P. P. Elder and others v. First Nat. Bank of Ottawa and others.
    July Term, 1873.
    1. Equity: Maxims. ■ It is a cardinal principle of equity jurisprudence that he who seeks equity must do equity.
    '2. -: Injunction: Illegal Loan. Accordingly, where a party has borrowed money of a bank, although the loan be one forbidden by law, and the securities, therefore, void in the hands of the bank, the borrower may not, while retaining the money, obtain from the court of equity an order restraining the bank from negotiating the securities, or a decree canceling them and directing their return.
    Error from Franklin district court.
    Peter P. Elder and John Walruff, as plaintiffs, filed their petition ■against the First National Bank of Ottawa, the National Bank of Lawrence, and R. E. Jenness, as defendants, to enjoin and restrain the defendants from transferring certain notes and mortgages, and to ■compel the surrender and satisfaction of said securities, and of certain judgments. The probate judge of Franklin county granted a temporary injunction. The defendants moved to dissolve said injunction, and said motion was heard before Hon. O. A. Bassett, district judge, at chambers, March 8,1873, and sustained, and the temporary injunction dissolved.
    
      J. W. Deford, for plaintiffs in error.

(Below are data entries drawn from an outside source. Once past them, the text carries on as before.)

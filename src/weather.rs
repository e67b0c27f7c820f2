//! 天气查询
//!
//! 代理 wttr.in 的 `format=j1` JSON 接口：当前天气 + 三天预报
//! （取每天正午的条目）。描述优先用提供方的俄文字段，缺失时退回
//! 英文描述，由调用方决定是否再走翻译路径。

use percent_encoding::{utf8_percent_encode, NON_ALPHANUMERIC};
use reqwest::header;
use serde::{Deserialize, Serialize};

use crate::core::PerevodError;
use crate::network::fetch::BROWSER_USER_AGENT;

/// 描述缺失时的占位符
const NO_DESCRIPTION: &str = "—";

#[derive(Debug, Deserialize)]
struct WttrValue {
    value: String,
}

#[derive(Debug, Deserialize)]
struct WttrCondition {
    #[serde(rename = "temp_C")]
    temp_c: Option<String>,
    humidity: Option<String>,
    #[serde(rename = "windspeedKmph")]
    windspeed_kmph: Option<String>,
    #[serde(rename = "weatherDesc", default)]
    weather_desc: Vec<WttrValue>,
    #[serde(rename = "lang_ru", default)]
    lang_ru: Vec<WttrValue>,
}

#[derive(Debug, Deserialize)]
struct WttrArea {
    #[serde(rename = "areaName", default)]
    area_name: Vec<WttrValue>,
}

#[derive(Debug, Deserialize)]
struct WttrHour {
    time: Option<String>,
    #[serde(rename = "weatherDesc", default)]
    weather_desc: Vec<WttrValue>,
    #[serde(rename = "lang_ru", default)]
    lang_ru: Vec<WttrValue>,
}

#[derive(Debug, Deserialize)]
struct WttrDay {
    date: Option<String>,
    #[serde(rename = "mintempC")]
    mintemp_c: Option<String>,
    #[serde(rename = "maxtempC")]
    maxtemp_c: Option<String>,
    #[serde(default)]
    hourly: Vec<WttrHour>,
}

#[derive(Debug, Deserialize)]
struct WttrReport {
    #[serde(rename = "current_condition", default)]
    current_condition: Vec<WttrCondition>,
    #[serde(rename = "nearest_area", default)]
    nearest_area: Vec<WttrArea>,
    #[serde(default)]
    weather: Vec<WttrDay>,
}

/// 当前天气
#[derive(Debug, Clone, Serialize)]
pub struct CurrentWeather {
    #[serde(rename = "tempC")]
    pub temp_c: Option<String>,
    pub humidity: Option<String>,
    #[serde(rename = "windKmph")]
    pub wind_kmph: Option<String>,
    pub desc: String,
}

/// 单日预报
#[derive(Debug, Clone, Serialize)]
pub struct ForecastDay {
    pub date: Option<String>,
    #[serde(rename = "minC")]
    pub min_c: Option<String>,
    #[serde(rename = "maxC")]
    pub max_c: Option<String>,
    pub desc: String,
}

/// 整理后的天气报告
#[derive(Debug, Clone, Serialize)]
pub struct WeatherReport {
    pub location: String,
    pub current: CurrentWeather,
    pub forecast: Vec<ForecastDay>,
}

/// 抓取并整理指定城市的天气
pub async fn fetch_weather(
    client: &reqwest::Client,
    base_url: &str,
    city: &str,
) -> Result<WeatherReport, PerevodError> {
    let url = format!(
        "{}/{}?format=j1&lang=ru",
        base_url.trim_end_matches('/'),
        utf8_percent_encode(city, NON_ALPHANUMERIC)
    );

    let response = client
        .get(&url)
        .header(header::USER_AGENT, BROWSER_USER_AGENT)
        .header(header::ACCEPT_LANGUAGE, "ru")
        .send()
        .await
        .map_err(|e| PerevodError::Fetch(e.to_string()))?;

    if !response.status().is_success() {
        return Err(PerevodError::Fetch(format!(
            "HTTP {}",
            response.status().as_u16()
        )));
    }

    let raw: WttrReport = response
        .json()
        .await
        .map_err(|e| PerevodError::Fetch(e.to_string()))?;

    Ok(shape_report(raw, city))
}

/// 把提供方的原始结构整理成 API 响应形态
fn shape_report(raw: WttrReport, city: &str) -> WeatherReport {
    let current = raw.current_condition.first();

    let desc = current
        .map(|c| pick_description(&c.lang_ru, &c.weather_desc))
        .unwrap_or_else(|| NO_DESCRIPTION.to_string());

    let location = raw
        .nearest_area
        .first()
        .and_then(|area| area.area_name.first())
        .map(|v| v.value.clone())
        .unwrap_or_else(|| city.to_string());

    let forecast = raw
        .weather
        .iter()
        .take(3)
        .map(|day| {
            let midday = day
                .hourly
                .iter()
                .find(|h| h.time.as_deref() == Some("1200"))
                .or_else(|| day.hourly.first());
            let desc = midday
                .map(|h| pick_description(&h.lang_ru, &h.weather_desc))
                .unwrap_or_else(|| NO_DESCRIPTION.to_string());
            ForecastDay {
                date: day.date.clone(),
                min_c: day.mintemp_c.clone(),
                max_c: day.maxtemp_c.clone(),
                desc,
            }
        })
        .collect();

    WeatherReport {
        location,
        current: CurrentWeather {
            temp_c: current.and_then(|c| c.temp_c.clone()),
            humidity: current.and_then(|c| c.humidity.clone()),
            wind_kmph: current.and_then(|c| c.windspeed_kmph.clone()),
            desc,
        },
        forecast,
    }
}

fn pick_description(lang_ru: &[WttrValue], weather_desc: &[WttrValue]) -> String {
    lang_ru
        .first()
        .or_else(|| weather_desc.first())
        .map(|v| v.value.clone())
        .unwrap_or_else(|| NO_DESCRIPTION.to_string())
}

#[cfg(test)]
mod tests {
    use super::*;

    const FIXTURE: &str = r#"{
        "current_condition": [{
            "temp_C": "21",
            "humidity": "40",
            "windspeedKmph": "11",
            "weatherDesc": [{"value": "Partly cloudy"}],
            "lang_ru": [{"value": "Переменная облачность"}]
        }],
        "nearest_area": [{"areaName": [{"value": "Moscow"}]}],
        "weather": [
            {
                "date": "2024-05-01",
                "mintempC": "10",
                "maxtempC": "22",
                "hourly": [
                    {"time": "0", "weatherDesc": [{"value": "Clear"}], "lang_ru": []},
                    {"time": "1200", "weatherDesc": [{"value": "Sunny"}], "lang_ru": [{"value": "Солнечно"}]}
                ]
            },
            {
                "date": "2024-05-02",
                "mintempC": "11",
                "maxtempC": "20",
                "hourly": [{"time": "0", "weatherDesc": [{"value": "Rain"}], "lang_ru": []}]
            }
        ]
    }"#;

    #[test]
    fn test_shape_report() {
        let raw: WttrReport = serde_json::from_str(FIXTURE).unwrap();
        let report = shape_report(raw, "moscow");

        assert_eq!(report.location, "Moscow");
        assert_eq!(report.current.temp_c.as_deref(), Some("21"));
        assert_eq!(report.current.desc, "Переменная облачность");

        assert_eq!(report.forecast.len(), 2);
        // 取正午条目
        assert_eq!(report.forecast[0].desc, "Солнечно");
        // 没有正午条目时取第一条，俄文缺失时退回英文
        assert_eq!(report.forecast[1].desc, "Rain");
    }

    #[test]
    fn test_shape_report_empty_payload() {
        let raw: WttrReport = serde_json::from_str("{}").unwrap();
        let report = shape_report(raw, "nowhere");
        assert_eq!(report.location, "nowhere");
        assert_eq!(report.current.desc, "—");
        assert!(report.forecast.is_empty());
    }
}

    The defendants’ motion to discharge the injunction stated two grounds,, viz.: (1) That the said the Hon. A. Franklin, probate judge, had no jurisdiction to grant said order; and (2) that no cause ■of action, and no cause for an injunction, is stated in said petition. Judge Bassett discharged the injunction upon the ground that section 239 of the Code is. “unconstitutional and void,” and that, therefore, Probate Judge Franklin had no jurisdiction or power to grant it. This, we contend, was error. The granting of a preliminary injunction is within the sphere of jurisdiction at chambers. Gere v. Weed, 3 Minn. 352, 359, (Gil. 249;) Pitts-burg, Ft. W. & C. Ry. Co. v. Hurd, 17 Ohio St. 144. The probate court is a court of record. Const. Kan. art. 3, § 8. “The several justices and judges of the courts of record in this state shall have such jurisdiction at chambers as may be provided by law.” Id. art. 3, § 16. There can be no doubt that section 239 of the Code is entirely within the letter of this constitutional provision. But his honor below held (on the authority of Railroad Co. v. Hurd, 17 Ohio St. 144) that the true intent of section 16, art. 3, was to empower the ■“several justices and judges of the courts of record” to exercise such ■“jurisdiction at chambers in oases pending in their respective courts as ¡might be provided by law.” This interpretation reduces that section to an empty and superfluous form, since those magistrates would have had the usual “jurisdiction at chambers,” and such other as might have been “provided by law” in cases pending in their respective courts, without the aid of this “warrant in the constitution.”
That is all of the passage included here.